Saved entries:

________________

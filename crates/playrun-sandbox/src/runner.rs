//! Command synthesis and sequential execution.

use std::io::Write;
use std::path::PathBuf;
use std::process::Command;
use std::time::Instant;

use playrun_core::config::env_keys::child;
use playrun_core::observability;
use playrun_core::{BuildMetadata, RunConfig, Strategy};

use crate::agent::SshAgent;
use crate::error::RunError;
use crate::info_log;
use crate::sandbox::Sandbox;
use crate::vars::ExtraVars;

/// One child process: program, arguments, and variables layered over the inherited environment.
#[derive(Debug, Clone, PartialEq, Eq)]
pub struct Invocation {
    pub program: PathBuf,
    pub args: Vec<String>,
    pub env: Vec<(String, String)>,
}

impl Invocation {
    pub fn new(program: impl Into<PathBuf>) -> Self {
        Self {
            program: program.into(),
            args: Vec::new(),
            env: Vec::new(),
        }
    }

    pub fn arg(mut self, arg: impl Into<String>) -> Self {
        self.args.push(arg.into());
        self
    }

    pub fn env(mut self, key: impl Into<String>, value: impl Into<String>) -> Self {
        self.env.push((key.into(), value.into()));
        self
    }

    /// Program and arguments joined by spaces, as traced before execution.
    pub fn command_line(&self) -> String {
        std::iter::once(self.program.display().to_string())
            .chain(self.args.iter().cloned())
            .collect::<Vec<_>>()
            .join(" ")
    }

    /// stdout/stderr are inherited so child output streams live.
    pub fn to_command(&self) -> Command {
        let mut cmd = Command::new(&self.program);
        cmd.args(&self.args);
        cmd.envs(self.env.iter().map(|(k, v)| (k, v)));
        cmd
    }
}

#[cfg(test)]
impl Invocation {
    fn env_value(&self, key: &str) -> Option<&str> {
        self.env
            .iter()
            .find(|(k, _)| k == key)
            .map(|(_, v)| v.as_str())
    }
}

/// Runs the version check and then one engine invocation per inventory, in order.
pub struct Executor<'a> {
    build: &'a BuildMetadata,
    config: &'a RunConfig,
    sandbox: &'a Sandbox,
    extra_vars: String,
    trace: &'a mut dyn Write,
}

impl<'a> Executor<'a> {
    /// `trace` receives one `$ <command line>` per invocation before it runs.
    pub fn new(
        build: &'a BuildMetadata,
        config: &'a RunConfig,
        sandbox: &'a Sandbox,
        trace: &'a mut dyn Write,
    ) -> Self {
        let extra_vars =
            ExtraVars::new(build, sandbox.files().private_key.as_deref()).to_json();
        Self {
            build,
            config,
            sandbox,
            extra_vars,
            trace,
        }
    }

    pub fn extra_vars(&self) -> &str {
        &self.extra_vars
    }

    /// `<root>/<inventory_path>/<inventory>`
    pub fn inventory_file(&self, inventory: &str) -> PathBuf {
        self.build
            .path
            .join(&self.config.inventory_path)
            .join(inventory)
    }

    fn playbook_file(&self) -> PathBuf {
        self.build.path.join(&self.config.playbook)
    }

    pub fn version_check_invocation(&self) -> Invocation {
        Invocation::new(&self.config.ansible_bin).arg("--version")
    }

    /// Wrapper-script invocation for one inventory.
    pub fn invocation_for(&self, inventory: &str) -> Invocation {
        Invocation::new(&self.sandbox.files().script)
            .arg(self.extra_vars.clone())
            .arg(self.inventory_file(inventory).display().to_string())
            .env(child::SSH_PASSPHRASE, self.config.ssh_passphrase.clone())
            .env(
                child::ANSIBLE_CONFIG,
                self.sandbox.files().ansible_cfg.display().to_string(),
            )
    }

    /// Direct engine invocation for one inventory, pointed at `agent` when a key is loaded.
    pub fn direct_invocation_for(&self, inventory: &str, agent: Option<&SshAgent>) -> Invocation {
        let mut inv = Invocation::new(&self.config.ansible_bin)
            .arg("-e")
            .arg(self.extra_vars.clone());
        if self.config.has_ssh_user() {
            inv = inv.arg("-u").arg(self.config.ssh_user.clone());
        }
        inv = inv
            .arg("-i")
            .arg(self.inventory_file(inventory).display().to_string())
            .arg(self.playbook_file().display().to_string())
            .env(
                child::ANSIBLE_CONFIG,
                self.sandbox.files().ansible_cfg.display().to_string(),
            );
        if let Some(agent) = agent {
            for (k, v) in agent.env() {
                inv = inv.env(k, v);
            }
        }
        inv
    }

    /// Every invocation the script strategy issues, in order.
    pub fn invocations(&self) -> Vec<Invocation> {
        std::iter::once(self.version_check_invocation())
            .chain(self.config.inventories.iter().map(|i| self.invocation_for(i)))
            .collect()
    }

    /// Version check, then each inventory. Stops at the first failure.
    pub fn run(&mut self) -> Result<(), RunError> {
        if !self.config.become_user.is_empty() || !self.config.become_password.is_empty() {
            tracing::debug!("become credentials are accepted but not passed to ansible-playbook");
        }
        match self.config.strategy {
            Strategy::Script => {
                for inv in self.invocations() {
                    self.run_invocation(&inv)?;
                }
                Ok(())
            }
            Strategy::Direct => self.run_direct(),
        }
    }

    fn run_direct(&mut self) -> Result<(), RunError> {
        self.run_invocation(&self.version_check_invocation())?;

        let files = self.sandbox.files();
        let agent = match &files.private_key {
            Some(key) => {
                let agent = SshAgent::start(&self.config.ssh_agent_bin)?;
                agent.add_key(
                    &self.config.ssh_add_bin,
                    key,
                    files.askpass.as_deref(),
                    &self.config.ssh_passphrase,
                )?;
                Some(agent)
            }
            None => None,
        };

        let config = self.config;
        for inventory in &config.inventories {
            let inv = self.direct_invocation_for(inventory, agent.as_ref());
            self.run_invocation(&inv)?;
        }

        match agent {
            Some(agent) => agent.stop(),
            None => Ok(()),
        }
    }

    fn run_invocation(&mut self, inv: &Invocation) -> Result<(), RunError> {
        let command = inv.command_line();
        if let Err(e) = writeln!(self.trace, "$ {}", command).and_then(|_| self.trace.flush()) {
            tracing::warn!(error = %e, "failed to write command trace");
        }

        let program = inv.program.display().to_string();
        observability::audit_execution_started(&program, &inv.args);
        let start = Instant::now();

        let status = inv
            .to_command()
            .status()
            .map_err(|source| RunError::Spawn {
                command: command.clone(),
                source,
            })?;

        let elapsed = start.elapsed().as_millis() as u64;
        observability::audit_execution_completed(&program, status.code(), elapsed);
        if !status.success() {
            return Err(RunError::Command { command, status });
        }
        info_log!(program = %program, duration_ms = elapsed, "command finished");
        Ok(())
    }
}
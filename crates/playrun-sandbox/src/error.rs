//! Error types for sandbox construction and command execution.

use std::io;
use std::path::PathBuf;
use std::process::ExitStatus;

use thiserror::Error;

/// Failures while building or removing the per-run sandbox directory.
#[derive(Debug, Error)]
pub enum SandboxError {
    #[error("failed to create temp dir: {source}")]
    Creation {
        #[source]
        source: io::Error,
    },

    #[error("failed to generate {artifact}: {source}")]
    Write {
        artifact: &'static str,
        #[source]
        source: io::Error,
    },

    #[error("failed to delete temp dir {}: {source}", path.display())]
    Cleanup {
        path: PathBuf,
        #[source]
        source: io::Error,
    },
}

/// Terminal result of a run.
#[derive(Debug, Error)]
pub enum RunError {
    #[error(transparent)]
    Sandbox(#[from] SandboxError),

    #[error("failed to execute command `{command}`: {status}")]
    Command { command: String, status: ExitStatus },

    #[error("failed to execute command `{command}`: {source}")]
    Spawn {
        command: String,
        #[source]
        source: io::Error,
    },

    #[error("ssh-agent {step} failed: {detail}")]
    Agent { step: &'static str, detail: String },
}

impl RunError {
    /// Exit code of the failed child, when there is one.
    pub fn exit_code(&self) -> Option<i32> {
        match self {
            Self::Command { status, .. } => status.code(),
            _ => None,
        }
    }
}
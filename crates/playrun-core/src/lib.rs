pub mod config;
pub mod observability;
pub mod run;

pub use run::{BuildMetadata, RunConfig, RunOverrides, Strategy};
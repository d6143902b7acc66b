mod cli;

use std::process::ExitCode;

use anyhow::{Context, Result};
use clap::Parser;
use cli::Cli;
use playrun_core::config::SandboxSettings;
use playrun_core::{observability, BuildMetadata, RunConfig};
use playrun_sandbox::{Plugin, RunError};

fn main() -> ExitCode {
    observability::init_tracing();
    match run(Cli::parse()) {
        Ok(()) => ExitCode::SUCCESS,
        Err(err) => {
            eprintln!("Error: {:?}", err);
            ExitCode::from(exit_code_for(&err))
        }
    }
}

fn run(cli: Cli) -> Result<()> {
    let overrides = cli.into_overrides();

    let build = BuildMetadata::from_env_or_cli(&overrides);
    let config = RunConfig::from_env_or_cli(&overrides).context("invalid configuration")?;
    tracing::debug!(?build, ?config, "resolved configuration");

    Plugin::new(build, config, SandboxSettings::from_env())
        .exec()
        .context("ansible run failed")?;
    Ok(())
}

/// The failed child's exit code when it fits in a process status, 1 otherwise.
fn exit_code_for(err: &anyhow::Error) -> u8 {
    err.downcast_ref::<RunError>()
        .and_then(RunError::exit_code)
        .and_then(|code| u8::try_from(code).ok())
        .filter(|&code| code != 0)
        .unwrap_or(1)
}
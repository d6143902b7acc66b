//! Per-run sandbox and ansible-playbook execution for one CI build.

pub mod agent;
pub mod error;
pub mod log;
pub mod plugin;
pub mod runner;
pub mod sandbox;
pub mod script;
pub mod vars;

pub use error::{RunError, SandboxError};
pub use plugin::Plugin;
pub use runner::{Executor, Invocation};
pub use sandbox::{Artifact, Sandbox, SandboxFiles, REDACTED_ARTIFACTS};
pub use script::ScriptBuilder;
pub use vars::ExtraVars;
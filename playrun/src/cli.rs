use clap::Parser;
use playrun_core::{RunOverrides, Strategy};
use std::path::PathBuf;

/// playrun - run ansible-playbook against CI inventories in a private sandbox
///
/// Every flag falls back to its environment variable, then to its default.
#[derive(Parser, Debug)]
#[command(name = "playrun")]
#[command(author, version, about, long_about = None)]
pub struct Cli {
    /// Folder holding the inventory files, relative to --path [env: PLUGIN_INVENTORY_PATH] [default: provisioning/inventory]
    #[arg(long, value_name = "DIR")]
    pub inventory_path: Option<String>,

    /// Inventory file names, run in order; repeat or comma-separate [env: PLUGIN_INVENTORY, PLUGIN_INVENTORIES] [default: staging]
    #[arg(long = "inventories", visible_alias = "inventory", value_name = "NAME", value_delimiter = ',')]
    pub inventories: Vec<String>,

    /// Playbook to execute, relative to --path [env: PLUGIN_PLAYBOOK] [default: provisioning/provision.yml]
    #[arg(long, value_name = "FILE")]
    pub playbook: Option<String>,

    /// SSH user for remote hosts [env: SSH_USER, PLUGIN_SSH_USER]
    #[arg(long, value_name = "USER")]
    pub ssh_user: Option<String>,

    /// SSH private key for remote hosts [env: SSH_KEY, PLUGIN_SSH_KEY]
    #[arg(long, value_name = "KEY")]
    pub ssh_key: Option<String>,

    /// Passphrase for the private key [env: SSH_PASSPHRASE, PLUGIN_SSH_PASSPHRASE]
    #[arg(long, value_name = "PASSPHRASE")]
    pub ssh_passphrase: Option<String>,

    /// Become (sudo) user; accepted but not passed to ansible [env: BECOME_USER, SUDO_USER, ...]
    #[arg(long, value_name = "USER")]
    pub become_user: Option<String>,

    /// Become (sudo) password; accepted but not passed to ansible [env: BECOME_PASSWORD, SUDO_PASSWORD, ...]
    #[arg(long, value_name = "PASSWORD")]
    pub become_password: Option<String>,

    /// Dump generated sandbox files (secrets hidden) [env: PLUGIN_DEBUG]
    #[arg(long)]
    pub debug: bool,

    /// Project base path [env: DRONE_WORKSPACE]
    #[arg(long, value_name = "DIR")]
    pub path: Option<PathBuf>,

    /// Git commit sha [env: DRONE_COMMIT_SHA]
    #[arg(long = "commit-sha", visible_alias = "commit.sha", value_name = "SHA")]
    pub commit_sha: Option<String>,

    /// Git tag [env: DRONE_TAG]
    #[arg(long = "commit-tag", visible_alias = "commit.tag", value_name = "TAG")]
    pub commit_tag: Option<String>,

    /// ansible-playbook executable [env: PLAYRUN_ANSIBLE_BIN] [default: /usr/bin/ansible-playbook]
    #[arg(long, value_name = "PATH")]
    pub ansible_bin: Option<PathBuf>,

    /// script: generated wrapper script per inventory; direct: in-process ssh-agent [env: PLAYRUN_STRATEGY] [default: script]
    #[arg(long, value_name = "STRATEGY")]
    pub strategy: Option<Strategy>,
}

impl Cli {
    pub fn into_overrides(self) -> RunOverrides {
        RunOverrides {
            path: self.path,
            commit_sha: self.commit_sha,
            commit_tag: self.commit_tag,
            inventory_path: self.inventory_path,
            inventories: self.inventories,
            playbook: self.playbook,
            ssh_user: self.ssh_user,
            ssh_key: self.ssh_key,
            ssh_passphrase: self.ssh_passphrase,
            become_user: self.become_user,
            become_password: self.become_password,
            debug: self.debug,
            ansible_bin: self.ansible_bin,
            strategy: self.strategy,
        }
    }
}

________________

## Prompt
Look through the entries above, find each line containing "when", and copy it.

## Answer to the problem
    /// Direct engine invocation for one inventory, pointed at `agent` when a key is loaded.
    /// Exit code of the failed child, when there is one.
/// The failed child's exit code when it fits in a process status, 1 otherwise.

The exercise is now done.